OSMANLI DEVLETİ ÜZERİNE BİR TARİH DENEMESİ -II-

Tarihimizin derinliği içinde kalan olaylar da gösteriyor ki (saptırılmadı, yanıltılmadığı zamanlar) halkımız dünya gidişinin dışında dünya gerçeklerine yabancı kalmamıştır. Ulusumuzun doğaya düşkünlüğü, toprağa, hayata bağlılığı, en kötü koşulları iyiye çevirme yeteneği bunu kanıtlamıştır. Ancak ne var ki ulusumuz kötü yönetildiği zamanlarda geri kalmış, sıkıntılar yaşamış, başına birtakım belalar gelmiştir. Bu yüzden istenmeyen şeyleri yaşamaya mecbur kalmıştır. Sözgelimi 1912 Balkan Bozgunu onun başına bir yönetim, bir ihmal belası olarak gelmiştir. Zaman gaflet ve dalalet içinde kalanları affetmemiştir. Şahane Rumeli böyle kaybedilmiştir.
Bir ulusun dünya politikasını, dünyaya bakış açısını yöneticilerin kültür ve felsefeleri belirler. Bölge ve dünya jeopolitiğini, konjöktürünü anlayabilme ve buna göre "Durum Değerlendirmesi" yapabilme ve ona göre de önlem alabilme beceri ve yeteneklerine bağlıdır. Ancak bu bağlamda devletin kuruluşu, yapısı, gelişmesi, yöneticilerin devlet anlayışı da değerlendirmede rol oynar. Devletin yapısına yerleştirilmiş, bulunan sosyal ve ekonomik ilkeler, politikalar, uygulamalar göz ardı edilemez.
Osmanlı'nın devlet yapısı onu ne kadar güçlü, kuvvetli tutmuş ve büyük yapmış ise değişen zamana uydurulmayan bu Devlet Yapısı onun gerilemesine, dağılmasına o kadar neden olmuştur. Bu gerçekler, bu nedenler bilinmedikçe, devletin yönetenlerin tutumu anlaşılmadıkça devlet yapısındaki çelişkilere "Doğru Teşhis" koymak mümkün değildir. Burada söz konusu olan devletin çatısı kadar ondan daha önemli olan devletin temelidir. Devletin temeli çatırdıyorsa binanın çökmesi kaçınılmazdır.

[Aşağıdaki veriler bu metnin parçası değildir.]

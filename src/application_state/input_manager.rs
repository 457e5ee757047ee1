//! # Input Manager
//!
//! This module handles keyboard input for the application, including:
//! - Key state tracking across frames
//! - Window event intake
//! - Producing per-frame snapshots with press/hold/release transitions

use std::collections::HashMap;

use winit::{
    event::{ElementState, KeyEvent, WindowEvent},
    keyboard::{KeyCode, PhysicalKey},
};

use super::input_state::{ProcessedInputState, RawInputState};

/// Keys the engine reacts to. Everything else is ignored at intake.
pub const KEY_CODES: [KeyCode; 10] = [
    KeyCode::KeyW,
    KeyCode::KeyS,
    KeyCode::KeyA,
    KeyCode::KeyD,
    KeyCode::KeyQ,
    KeyCode::KeyE,
    KeyCode::Space,
    KeyCode::ShiftLeft,
    KeyCode::KeyL,
    KeyCode::KeyP,
];

/// Manages the state of the tracked keys and processes input events.
pub struct InputManager {
    /// Previous state of all tracked keyboard keys
    pub keyboard_inputs_old: HashMap<KeyCode, bool>,
    /// Current state of all tracked keyboard keys
    pub keyboard_inputs_new: HashMap<KeyCode, bool>,
}

impl Default for InputManager {
    fn default() -> Self {
        Self::new()
    }
}

impl InputManager {
    /// Creates a new InputManager with every tracked key released.
    pub fn new() -> Self {
        let keyboard_inputs_old = KEY_CODES.iter().map(|&key| (key, false)).collect();
        let keyboard_inputs_new = KEY_CODES.iter().map(|&key| (key, false)).collect();

        Self {
            keyboard_inputs_old,
            keyboard_inputs_new,
        }
    }

    /// Copies the current state into the old state for the next frame's comparisons.
    pub fn move_old_states(&mut self) {
        for (key, new_state) in self.keyboard_inputs_new.iter() {
            if let Some(old_state) = self.keyboard_inputs_old.get_mut(key) {
                *old_state = *new_state;
            }
        }
    }

    /// Processes a window event and updates internal key state.
    ///
    /// # Arguments
    /// * `event` - The window event to process
    pub fn intake_input(&mut self, event: &WindowEvent) {
        if let WindowEvent::KeyboardInput {
            event:
                KeyEvent {
                    state,
                    physical_key: PhysicalKey::Code(key),
                    ..
                },
            ..
        } = event
        {
            self.set_key(*key, *state == ElementState::Pressed);
        }
    }

    /// Records the raw pressed state of a tracked key.
    pub fn set_key(&mut self, key: KeyCode, pressed: bool) {
        if let Some(key_state) = self.keyboard_inputs_new.get_mut(&key) {
            *key_state = pressed;
        }
    }

    /// Creates a processed input state from the current raw boolean states.
    ///
    /// # Returns
    /// A new `ProcessedInputState` with one transition per tracked key.
    pub fn create_processed_input_state(&self) -> ProcessedInputState {
        let keyboard_states = self
            .keyboard_inputs_new
            .iter()
            .map(|(key, &new_state)| {
                let old_state = self.keyboard_inputs_old.get(key).copied().unwrap_or(false);
                (*key, RawInputState::from_raw_states(old_state, new_state))
            })
            .collect();

        ProcessedInputState { keyboard_states }
    }

    /// Returns the processed input state and advances to the next frame.
    pub fn get_and_reset_processed_input(&mut self) -> ProcessedInputState {
        let processed_input = self.create_processed_input_state();
        self.move_old_states();
        processed_input
    }

    /// Releases every key.
    ///
    /// Called when the window loses focus to prevent stuck keys.
    pub fn reset_inputs(&mut self) {
        for key_state in self.keyboard_inputs_new.values_mut() {
            *key_state = false;
        }
        self.move_old_states();
    }
}

#[cfg(test)]
mod tests {
    use super::*;

    #[test]
    fn press_then_hold_then_release() {
        let mut manager = InputManager::new();

        manager.set_key(KeyCode::KeyW, true);
        let first = manager.get_and_reset_processed_input();
        assert_eq!(first.get_key_state(KeyCode::KeyW), RawInputState::Pressed);

        let second = manager.get_and_reset_processed_input();
        assert_eq!(second.get_key_state(KeyCode::KeyW), RawInputState::Held);

        manager.set_key(KeyCode::KeyW, false);
        let third = manager.get_and_reset_processed_input();
        assert_eq!(third.get_key_state(KeyCode::KeyW), RawInputState::Released);
    }

    #[test]
    fn untracked_keys_are_ignored() {
        let mut manager = InputManager::new();
        manager.set_key(KeyCode::KeyZ, true);

        let processed = manager.get_and_reset_processed_input();
        assert_eq!(processed.keyboard_states.len(), KEY_CODES.len());
        assert_eq!(processed.get_key_state(KeyCode::KeyZ), RawInputState::NotPressed);
    }

    #[test]
    fn reset_releases_held_keys() {
        let mut manager = InputManager::new();
        manager.set_key(KeyCode::KeyQ, true);
        manager.get_and_reset_processed_input();

        manager.reset_inputs();
        let processed = manager.get_and_reset_processed_input();
        assert_eq!(processed.get_key_state(KeyCode::KeyQ), RawInputState::NotPressed);
    }
}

OSMANLI DEVLETİNİN YAPISI VE POLİTİKASI
" Osmanlı Devleti kuruluşundan yıkılışına kadar içyapısında fazla değişikliğe imkân vermemiş bir devlettir." Ekonomik üretimin üstüne değil, ekonomik üretim sınıflarının üstüne oturtur. Devlet kendisini savaş ve fetihten sağlanmış gelirlerle, elde ettiği güçle ayakta tutmaya çalışmıştır. " Savaş ve fetih ortaklarına topraklar vermiş, köylüden, halktan vergi almıştır.
Hazinede para kalmadığı, hazine kurduğu zaman para basmıştır. Osmanlı hükümetlerinin ortağı halk değil, fetih ve savaş ortağı askerlerdir. Devlet toplumun üstündedir, toplumdan ayrıdır. "Osmanlı Devleti'nin dayandığı temel, ayakta tutan payandalar bunlardır. "SAVAŞ, FETİH VE HAZİNE" politikası devletin en belirgin karakteristiğidir." Devletin bu yanına şunun için değiniyoruz: Atatürk'ün kurduğu ULUSAL DEVLET yapısı ve biçimi daha iyi anlaşılsın diyedir. Hiç kuşkusuz bir devletin temel politikası "Savaş, Fetih, Hazine" esasına dayanırsa izlediği yolun sonu Atatürk'ün dediği gibi, "kendisine hiçbir şey vermediğimiz, fakat karşılığında çok şey aldığımız" Türk halkının harcanmasıdır. Ancak ne var ki Osmanlı Devleti'nin politikasındaki bu hususlar uluslararası ilişkilerde ağırlık kazanmış, dikkate alınmış, üzerinde durulmuş şeyler olmuştur.